*TASK TO COMPLETE*:
The answer must consist of every line from the data that holds "info".

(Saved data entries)
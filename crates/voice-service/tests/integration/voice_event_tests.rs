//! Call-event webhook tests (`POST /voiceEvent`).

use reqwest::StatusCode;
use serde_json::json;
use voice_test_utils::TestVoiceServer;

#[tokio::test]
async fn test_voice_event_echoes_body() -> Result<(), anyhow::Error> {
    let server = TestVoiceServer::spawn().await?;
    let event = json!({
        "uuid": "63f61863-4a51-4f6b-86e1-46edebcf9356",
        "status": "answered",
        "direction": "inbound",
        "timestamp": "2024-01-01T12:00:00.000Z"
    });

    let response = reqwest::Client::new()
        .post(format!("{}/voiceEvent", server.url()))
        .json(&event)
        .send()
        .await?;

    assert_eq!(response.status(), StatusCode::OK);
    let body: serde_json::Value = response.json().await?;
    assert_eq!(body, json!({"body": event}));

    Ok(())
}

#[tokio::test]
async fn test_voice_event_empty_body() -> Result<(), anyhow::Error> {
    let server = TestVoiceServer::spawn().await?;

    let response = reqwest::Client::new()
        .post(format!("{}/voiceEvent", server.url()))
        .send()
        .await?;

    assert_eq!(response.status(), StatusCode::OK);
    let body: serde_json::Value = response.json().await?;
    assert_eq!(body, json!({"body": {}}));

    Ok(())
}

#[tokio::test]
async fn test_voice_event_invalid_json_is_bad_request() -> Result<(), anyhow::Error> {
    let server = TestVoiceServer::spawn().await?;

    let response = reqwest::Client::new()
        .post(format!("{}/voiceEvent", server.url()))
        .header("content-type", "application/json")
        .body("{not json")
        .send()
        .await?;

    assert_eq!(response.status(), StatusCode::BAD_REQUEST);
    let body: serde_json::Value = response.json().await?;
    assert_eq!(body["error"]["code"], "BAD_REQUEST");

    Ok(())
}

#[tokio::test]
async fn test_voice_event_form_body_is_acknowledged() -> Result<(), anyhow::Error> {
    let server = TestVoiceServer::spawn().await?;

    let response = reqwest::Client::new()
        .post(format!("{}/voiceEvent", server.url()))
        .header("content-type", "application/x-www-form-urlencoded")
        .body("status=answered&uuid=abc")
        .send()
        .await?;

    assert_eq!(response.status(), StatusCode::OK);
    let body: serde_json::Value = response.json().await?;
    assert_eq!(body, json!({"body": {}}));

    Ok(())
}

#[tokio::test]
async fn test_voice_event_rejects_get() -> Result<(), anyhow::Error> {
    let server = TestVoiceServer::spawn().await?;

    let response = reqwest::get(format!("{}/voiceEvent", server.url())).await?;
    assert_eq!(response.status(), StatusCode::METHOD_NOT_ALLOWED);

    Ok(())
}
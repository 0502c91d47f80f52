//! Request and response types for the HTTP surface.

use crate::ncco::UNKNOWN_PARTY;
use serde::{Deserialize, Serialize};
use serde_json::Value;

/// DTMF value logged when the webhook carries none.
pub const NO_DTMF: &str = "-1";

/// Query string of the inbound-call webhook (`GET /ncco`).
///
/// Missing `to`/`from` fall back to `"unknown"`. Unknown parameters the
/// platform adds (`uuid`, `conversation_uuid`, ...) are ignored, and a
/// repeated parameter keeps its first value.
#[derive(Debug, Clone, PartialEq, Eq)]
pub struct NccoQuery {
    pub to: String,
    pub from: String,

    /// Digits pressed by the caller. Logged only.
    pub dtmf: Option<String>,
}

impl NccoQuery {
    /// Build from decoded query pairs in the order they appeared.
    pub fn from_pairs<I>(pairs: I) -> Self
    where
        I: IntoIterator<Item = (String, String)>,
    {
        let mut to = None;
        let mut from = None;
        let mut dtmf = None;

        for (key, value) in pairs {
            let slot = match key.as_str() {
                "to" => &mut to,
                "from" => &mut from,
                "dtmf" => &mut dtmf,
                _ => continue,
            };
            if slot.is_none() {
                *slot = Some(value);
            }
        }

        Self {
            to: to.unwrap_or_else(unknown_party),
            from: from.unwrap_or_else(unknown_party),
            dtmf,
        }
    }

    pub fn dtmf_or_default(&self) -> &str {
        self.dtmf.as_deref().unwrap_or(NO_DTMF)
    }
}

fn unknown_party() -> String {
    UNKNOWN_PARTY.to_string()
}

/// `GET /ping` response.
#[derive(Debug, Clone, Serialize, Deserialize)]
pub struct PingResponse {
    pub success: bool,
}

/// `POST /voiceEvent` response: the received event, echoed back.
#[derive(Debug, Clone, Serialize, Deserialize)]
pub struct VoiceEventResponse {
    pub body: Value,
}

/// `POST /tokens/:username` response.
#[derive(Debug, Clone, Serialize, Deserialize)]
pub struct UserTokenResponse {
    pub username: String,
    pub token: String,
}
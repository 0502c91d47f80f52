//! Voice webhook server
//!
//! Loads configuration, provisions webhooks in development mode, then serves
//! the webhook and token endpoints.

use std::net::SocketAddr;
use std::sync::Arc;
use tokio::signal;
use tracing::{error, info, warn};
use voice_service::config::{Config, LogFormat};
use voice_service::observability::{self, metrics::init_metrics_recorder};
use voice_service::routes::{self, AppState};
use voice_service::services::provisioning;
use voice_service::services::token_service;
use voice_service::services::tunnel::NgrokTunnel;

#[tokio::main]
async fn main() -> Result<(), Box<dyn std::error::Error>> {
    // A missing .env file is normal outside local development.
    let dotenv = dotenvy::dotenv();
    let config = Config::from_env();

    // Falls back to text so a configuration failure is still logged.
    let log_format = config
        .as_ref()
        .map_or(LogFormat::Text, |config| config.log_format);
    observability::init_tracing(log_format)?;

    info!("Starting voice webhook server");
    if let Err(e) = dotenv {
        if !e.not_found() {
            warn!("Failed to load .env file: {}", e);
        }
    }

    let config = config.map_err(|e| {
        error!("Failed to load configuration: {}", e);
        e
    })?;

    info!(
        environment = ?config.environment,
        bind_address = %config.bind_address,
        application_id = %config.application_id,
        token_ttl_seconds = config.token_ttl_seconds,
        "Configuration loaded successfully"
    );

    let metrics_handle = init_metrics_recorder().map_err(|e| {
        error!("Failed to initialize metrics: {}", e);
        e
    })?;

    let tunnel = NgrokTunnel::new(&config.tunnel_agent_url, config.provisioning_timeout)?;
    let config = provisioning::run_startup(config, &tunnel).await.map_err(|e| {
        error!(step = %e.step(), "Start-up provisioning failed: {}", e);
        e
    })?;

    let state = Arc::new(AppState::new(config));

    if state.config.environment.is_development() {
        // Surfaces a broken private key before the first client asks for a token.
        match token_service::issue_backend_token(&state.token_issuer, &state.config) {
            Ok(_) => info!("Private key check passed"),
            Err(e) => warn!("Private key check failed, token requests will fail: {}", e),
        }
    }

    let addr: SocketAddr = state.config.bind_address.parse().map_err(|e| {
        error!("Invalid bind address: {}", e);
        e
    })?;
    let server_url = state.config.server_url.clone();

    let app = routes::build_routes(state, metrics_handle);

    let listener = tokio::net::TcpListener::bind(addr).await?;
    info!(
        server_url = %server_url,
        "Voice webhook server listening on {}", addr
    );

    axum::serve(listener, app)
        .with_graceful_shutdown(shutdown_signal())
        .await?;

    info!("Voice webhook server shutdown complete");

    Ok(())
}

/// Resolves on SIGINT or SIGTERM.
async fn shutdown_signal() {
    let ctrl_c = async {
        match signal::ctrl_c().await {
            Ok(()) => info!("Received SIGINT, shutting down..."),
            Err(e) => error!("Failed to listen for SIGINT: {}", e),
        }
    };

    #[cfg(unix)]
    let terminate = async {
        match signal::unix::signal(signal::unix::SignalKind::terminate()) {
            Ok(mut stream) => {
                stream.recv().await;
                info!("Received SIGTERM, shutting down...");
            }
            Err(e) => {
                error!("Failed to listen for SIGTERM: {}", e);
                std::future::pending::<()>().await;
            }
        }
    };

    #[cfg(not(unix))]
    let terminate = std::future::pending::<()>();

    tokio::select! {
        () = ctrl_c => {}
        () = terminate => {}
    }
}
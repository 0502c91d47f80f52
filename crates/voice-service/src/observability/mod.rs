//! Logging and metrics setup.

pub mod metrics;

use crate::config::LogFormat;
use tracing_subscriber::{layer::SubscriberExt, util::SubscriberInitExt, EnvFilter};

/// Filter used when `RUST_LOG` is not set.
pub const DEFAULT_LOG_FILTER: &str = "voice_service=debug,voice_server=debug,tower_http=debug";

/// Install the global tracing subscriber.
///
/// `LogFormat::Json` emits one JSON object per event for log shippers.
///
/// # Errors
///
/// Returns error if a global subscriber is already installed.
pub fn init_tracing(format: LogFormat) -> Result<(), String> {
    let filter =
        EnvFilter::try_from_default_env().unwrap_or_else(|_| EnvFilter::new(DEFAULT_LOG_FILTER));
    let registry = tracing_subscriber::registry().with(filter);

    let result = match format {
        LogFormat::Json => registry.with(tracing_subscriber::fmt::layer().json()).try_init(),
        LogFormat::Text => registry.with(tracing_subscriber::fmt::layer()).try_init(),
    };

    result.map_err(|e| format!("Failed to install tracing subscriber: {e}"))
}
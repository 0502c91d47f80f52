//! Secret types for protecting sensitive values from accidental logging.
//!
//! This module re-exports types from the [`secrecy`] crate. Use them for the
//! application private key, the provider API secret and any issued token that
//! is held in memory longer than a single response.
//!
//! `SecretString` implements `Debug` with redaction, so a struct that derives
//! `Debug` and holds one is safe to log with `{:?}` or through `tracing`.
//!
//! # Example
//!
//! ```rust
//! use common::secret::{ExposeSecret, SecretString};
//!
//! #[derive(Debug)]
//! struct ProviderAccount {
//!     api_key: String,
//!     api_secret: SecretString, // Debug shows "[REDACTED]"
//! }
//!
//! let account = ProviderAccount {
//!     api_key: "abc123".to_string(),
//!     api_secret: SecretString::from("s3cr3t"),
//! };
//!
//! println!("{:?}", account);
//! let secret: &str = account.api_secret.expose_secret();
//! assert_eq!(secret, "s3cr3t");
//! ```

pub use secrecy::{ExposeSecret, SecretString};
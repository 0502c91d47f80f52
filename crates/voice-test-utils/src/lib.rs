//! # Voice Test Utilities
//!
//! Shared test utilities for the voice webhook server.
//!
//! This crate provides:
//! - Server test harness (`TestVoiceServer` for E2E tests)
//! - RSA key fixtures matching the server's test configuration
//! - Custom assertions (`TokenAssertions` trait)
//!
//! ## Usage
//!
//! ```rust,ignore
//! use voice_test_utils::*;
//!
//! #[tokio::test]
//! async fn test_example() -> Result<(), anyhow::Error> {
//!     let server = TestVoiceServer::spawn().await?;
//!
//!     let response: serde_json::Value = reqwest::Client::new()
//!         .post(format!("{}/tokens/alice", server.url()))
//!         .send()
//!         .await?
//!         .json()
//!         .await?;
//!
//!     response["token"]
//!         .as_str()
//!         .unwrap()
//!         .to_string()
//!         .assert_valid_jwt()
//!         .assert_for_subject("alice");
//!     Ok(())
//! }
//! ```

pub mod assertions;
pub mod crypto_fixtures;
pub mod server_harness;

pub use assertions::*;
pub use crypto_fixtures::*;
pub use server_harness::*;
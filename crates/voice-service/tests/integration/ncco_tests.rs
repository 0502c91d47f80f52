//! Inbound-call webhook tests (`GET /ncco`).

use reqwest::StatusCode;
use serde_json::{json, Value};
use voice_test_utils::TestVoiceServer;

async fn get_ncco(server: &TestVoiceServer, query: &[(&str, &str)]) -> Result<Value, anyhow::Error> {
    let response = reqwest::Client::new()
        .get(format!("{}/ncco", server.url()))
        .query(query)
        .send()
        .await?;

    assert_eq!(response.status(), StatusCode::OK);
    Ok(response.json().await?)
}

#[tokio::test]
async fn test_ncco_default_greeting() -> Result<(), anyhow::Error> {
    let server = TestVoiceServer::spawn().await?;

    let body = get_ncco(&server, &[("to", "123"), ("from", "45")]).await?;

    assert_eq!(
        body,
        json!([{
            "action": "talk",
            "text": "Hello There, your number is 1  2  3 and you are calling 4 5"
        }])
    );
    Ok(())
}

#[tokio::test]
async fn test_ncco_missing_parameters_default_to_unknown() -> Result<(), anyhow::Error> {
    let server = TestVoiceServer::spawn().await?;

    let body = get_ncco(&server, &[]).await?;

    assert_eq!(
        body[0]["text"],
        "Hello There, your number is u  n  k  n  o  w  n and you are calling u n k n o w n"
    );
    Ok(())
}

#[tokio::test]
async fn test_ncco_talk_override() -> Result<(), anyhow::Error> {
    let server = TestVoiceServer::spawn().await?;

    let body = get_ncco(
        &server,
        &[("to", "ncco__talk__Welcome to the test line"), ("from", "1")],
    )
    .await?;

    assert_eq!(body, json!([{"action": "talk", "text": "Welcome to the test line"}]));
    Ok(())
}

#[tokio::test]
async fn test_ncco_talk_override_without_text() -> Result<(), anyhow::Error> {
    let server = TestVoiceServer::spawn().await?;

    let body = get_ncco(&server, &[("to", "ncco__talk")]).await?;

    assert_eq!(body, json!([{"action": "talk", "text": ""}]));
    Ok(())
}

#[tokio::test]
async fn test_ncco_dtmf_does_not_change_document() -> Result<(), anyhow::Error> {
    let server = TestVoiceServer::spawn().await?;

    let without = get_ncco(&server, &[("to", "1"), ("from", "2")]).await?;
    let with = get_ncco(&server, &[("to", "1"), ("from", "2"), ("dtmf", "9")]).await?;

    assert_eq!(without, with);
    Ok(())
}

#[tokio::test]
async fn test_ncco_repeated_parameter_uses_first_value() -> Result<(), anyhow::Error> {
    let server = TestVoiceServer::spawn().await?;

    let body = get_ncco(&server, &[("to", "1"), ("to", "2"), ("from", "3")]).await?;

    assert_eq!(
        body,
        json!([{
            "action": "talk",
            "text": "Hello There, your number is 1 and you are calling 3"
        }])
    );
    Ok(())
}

*ANSWER*:
use tracing::{error, info, warn};
    info!("Starting voice webhook server");
    info!(
            Ok(_) => info!("Private key check passed"),
    info!(
    info!("Voice webhook server shutdown complete");
            Ok(()) => info!("Received SIGINT, shutting down..."),
                info!("Received SIGTERM, shutting down...");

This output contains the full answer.